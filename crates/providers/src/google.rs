//! Google Gemini adapter.
//!
//! Implements the Gemini `generateContent` and `streamGenerateContent` APIs.
//! Auth is an API key passed as a query parameter (`key={api_key}`).

use crate::traits::{GenerateRequest, GenerateResponse, LlmProvider};
use crate::util::{from_reqwest, resolve_api_key};
use ac_domain::config::ModelConfig;
use ac_domain::error::{Error, Result};
use ac_domain::message::{Message, Role, Turn};
use ac_domain::stream::{BoxStream, StreamEvent, Usage};
use ac_domain::tool::ToolDefinition;
use serde_json::Value;

/// An LLM provider adapter for the Google Gemini API.
pub struct GoogleProvider {
    id: String,
    base_url: String,
    api_key: String,
    client: reqwest::Client,
}

impl GoogleProvider {
    pub fn from_config(cfg: &ModelConfig) -> Result<Self> {
        let api_key = resolve_api_key(cfg)?;
        let client = reqwest::Client::builder()
            .timeout(std::time::Duration::from_secs(120))
            .build()
            .map_err(from_reqwest)?;

        Ok(Self {
            id: cfg.id.clone(),
            base_url: cfg.base_url.trim_end_matches('/').to_string(),
            api_key,
            client,
        })
    }

    fn generate_url(&self, model: &str) -> String {
        format!("{}/v1beta/models/{}:generateContent?key={}", self.base_url, model, self.api_key)
    }

    fn stream_url(&self, model: &str) -> String {
        format!("{}/v1beta/models/{}:streamGenerateContent?alt=sse&key={}", self.base_url, model, self.api_key)
    }

    fn build_body(&self, req: &GenerateRequest) -> Value {
        let contents: Vec<Value> = req.history.iter().map(turn_to_gemini).collect();
        let mut body = serde_json::json!({ "contents": contents });

        if let Some(ref system) = req.system_prompt {
            body["systemInstruction"] = serde_json::json!({"parts": [{"text": system}]});
        }
        if !req.tools.is_empty() {
            let function_declarations: Vec<Value> = req.tools.iter().map(tool_to_gemini).collect();
            body["tools"] = serde_json::json!([{ "functionDeclarations": function_declarations }]);
        }

        let mut gen_config = serde_json::json!({});
        if let Some(temp) = req.temperature {
            gen_config["temperature"] = serde_json::json!(temp);
        }
        if let Some(max) = req.max_tokens {
            gen_config["maxOutputTokens"] = serde_json::json!(max);
        }
        if gen_config.as_object().is_some_and(|o| !o.is_empty()) {
            body["generationConfig"] = gen_config;
        }

        body
    }
}

/// Redact the API key from a URL for safe logging.
fn redact_url_key(url: &str) -> String {
    if let Some(idx) = url.find("key=") {
        let prefix = &url[..idx + 4];
        let rest = &url[idx + 4..];
        let end = rest.find('&').unwrap_or(rest.len());
        format!("{prefix}[REDACTED]{}", &rest[end..])
    } else {
        url.to_string()
    }
}

// ── Outbound: Turn/Message -> Gemini contents ───────────────────────
//
// Gemini has no tool-call id on the wire; a `functionCall`/`functionResponse`
// pair is matched by function name. We carry the tool name through as the
// domain `ToolCall`/`ToolResult` id, which holds since the agent loop allows
// at most one pending tool call per turn.

fn turn_to_gemini(turn: &Turn) -> Value {
    let role = match turn.role {
        Role::User => "user",
        Role::Assistant => "model",
    };
    let parts: Vec<Value> = turn.messages.iter().filter_map(message_to_gemini_part).collect();
    serde_json::json!({ "role": role, "parts": parts })
}

fn message_to_gemini_part(msg: &Message) -> Option<Value> {
    match msg {
        Message::TextPrompt { text } | Message::TextResult { text } => Some(serde_json::json!({"text": text})),
        Message::Thinking { .. } | Message::RedactedThinking { .. } => None,
        Message::ToolCall { name, input, .. } => Some(serde_json::json!({
            "functionCall": {"name": name, "args": input},
        })),
        Message::ToolResult { name, output, .. } => Some(serde_json::json!({
            "functionResponse": {"name": name, "response": {"content": output}},
        })),
    }
}

fn tool_to_gemini(tool: &ToolDefinition) -> Value {
    serde_json::json!({
        "name": tool.name,
        "description": tool.description,
        "parameters": tool.input_schema,
    })
}

// ── Inbound: Gemini response -> Turn/Message ────────────────────────

fn normalize_finish_reason(s: &str) -> String {
    match s {
        "STOP" => "stop".to_string(),
        "MAX_TOKENS" => "length".to_string(),
        other => other.to_lowercase(),
    }
}

fn parse_gemini_response(body: &Value) -> Result<GenerateResponse> {
    let candidate = body
        .get("candidates")
        .and_then(|c| c.as_array())
        .and_then(|a| a.first())
        .ok_or_else(|| Error::LlmFatal("gemini response had no candidates".into()))?;

    let mut messages = Vec::new();
    if let Some(parts) = candidate.get("content").and_then(|c| c.get("parts")).and_then(|p| p.as_array()) {
        for part in parts {
            if let Some(text) = part.get("text").and_then(|v| v.as_str()) {
                if !text.is_empty() {
                    messages.push(Message::TextResult { text: text.to_string() });
                }
            }
            if let Some(fc) = part.get("functionCall") {
                let name = fc.get("name").and_then(|v| v.as_str()).unwrap_or("").to_string();
                let input = fc.get("args").cloned().unwrap_or(Value::Object(Default::default()));
                messages.push(Message::ToolCall { id: name.clone(), name, input });
            }
        }
    }

    let finish_reason = candidate.get("finishReason").and_then(|v| v.as_str()).map(normalize_finish_reason);
    let usage = body.get("usageMetadata").and_then(parse_gemini_usage);

    Ok(GenerateResponse { turn: Turn::new(Role::Assistant, messages), usage, finish_reason })
}

fn parse_gemini_usage(v: &Value) -> Option<Usage> {
    let prompt = v.get("promptTokenCount")?.as_u64()? as u32;
    let completion = v.get("candidatesTokenCount").and_then(|v| v.as_u64()).unwrap_or(0) as u32;
    let total = v.get("totalTokenCount").and_then(|v| v.as_u64()).unwrap_or((prompt + completion) as u64) as u32;
    Some(Usage { prompt_tokens: prompt, completion_tokens: completion, total_tokens: total })
}

// ── Streaming ────────────────────────────────────────────────────────

fn parse_gemini_sse_data(data: &str) -> Vec<Result<StreamEvent>> {
    let mut events = Vec::new();

    let v: Value = match serde_json::from_str(data) {
        Ok(v) => v,
        Err(e) => {
            events.push(Err(Error::Json(e)));
            return events;
        }
    };

    let candidate = match v.get("candidates").and_then(|c| c.as_array()).and_then(|a| a.first()) {
        Some(c) => c,
        None => return events,
    };

    if let Some(parts) = candidate.get("content").and_then(|c| c.get("parts")).and_then(|p| p.as_array()) {
        for part in parts {
            if let Some(text) = part.get("text").and_then(|v| v.as_str()) {
                if !text.is_empty() {
                    events.push(Ok(StreamEvent::Token { text: text.to_string() }));
                }
            }
            if let Some(fc) = part.get("functionCall") {
                let name = fc.get("name").and_then(|v| v.as_str()).unwrap_or("").to_string();
                let arguments = fc.get("args").cloned().unwrap_or(Value::Object(Default::default()));
                events.push(Ok(StreamEvent::ToolCallStarted { call_id: name.clone(), tool_name: name.clone() }));
                events.push(Ok(StreamEvent::ToolCallFinished { call_id: name.clone(), tool_name: name, arguments }));
            }
        }
    }

    if let Some(fr) = candidate.get("finishReason").and_then(|v| v.as_str()) {
        let usage = v.get("usageMetadata").and_then(parse_gemini_usage);
        events.push(Ok(StreamEvent::Done { usage, finish_reason: Some(normalize_finish_reason(fr)) }));
    }

    events
}

#[async_trait::async_trait]
impl LlmProvider for GoogleProvider {
    async fn generate(&self, req: GenerateRequest) -> Result<GenerateResponse> {
        let url = self.generate_url(&req.model);
        let body = self.build_body(&req);

        tracing::debug!(provider = %self.id, url = %redact_url_key(&url), "google generate request");

        let resp = self.client.post(&url).header("Content-Type", "application/json").json(&body).send().await.map_err(from_reqwest)?;
        let status = resp.status();
        let resp_text = resp.text().await.map_err(from_reqwest)?;

        if !status.is_success() {
            return Err(Error::LlmTransient(format!("google {} returned HTTP {}: {}", self.id, status.as_u16(), resp_text)));
        }

        let resp_json: Value = serde_json::from_str(&resp_text)?;
        parse_gemini_response(&resp_json)
    }

    async fn generate_stream(&self, req: GenerateRequest) -> Result<BoxStream<'static, Result<StreamEvent>>> {
        let url = self.stream_url(&req.model);
        let body = self.build_body(&req);
        let provider_id = self.id.clone();

        tracing::debug!(provider = %self.id, url = %redact_url_key(&url), "google stream request");

        let resp = self.client.post(&url).header("Content-Type", "application/json").json(&body).send().await.map_err(from_reqwest)?;
        let status = resp.status();
        if !status.is_success() {
            let err_text = resp.text().await.map_err(from_reqwest)?;
            return Err(Error::LlmTransient(format!("google {} returned HTTP {}: {}", provider_id, status.as_u16(), err_text)));
        }

        Ok(crate::sse::sse_response_stream(resp, |data| parse_gemini_sse_data(data)))
    }

    fn provider_id(&self) -> &str {
        &self.id
    }
}

#[cfg(test)]
mod tests {
    use super::*;

    #[test]
    fn redacts_api_key_from_url() {
        let url = "https://example.com/v1beta/models/x:generateContent?key=secret123&alt=sse";
        assert_eq!(redact_url_key(url), "https://example.com/v1beta/models/x:generateContent?key=[REDACTED]&alt=sse");
    }

    #[test]
    fn assistant_turn_tool_call_maps_to_function_call_part() {
        let turn = Turn::new(Role::Assistant, vec![Message::ToolCall { id: "exec".into(), name: "exec".into(), input: serde_json::json!({"cmd": "ls"}) }]);
        let value = turn_to_gemini(&turn);
        assert_eq!(value["role"], "model");
        assert_eq!(value["parts"][0]["functionCall"]["name"], "exec");
    }

    #[test]
    fn parse_response_extracts_text_and_function_call() {
        let body = serde_json::json!({
            "candidates": [{
                "finishReason": "STOP",
                "content": {"parts": [{"text": "done"}, {"functionCall": {"name": "exec", "args": {"cmd": "ls"}}}]}
            }],
            "usageMetadata": {"promptTokenCount": 10, "candidatesTokenCount": 5, "totalTokenCount": 15}
        });
        let resp = parse_gemini_response(&body).unwrap();
        assert_eq!(resp.turn.messages.len(), 2);
        assert_eq!(resp.finish_reason.as_deref(), Some("stop"));
        assert_eq!(resp.usage.unwrap().total_tokens, 15);
    }

    #[test]
    fn streaming_function_call_emits_started_then_finished() {
        let data = r#"{"candidates":[{"content":{"parts":[{"functionCall":{"name":"exec","args":{"cmd":"ls"}}}]}}]}"#;
        let events = parse_gemini_sse_data(data);
        assert_eq!(events.len(), 2);
        assert!(matches!(events[0].as_ref().unwrap(), StreamEvent::ToolCallStarted { .. }));
        assert!(matches!(events[1].as_ref().unwrap(), StreamEvent::ToolCallFinished { .. }));
    }
}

########################################

▶ _EXERCISE PROMPT_
Check each line of the records for the word "adapter", then state how many lines have it, as a number only.

▶ _RESPONSE FOR THIS EXERCISE_
2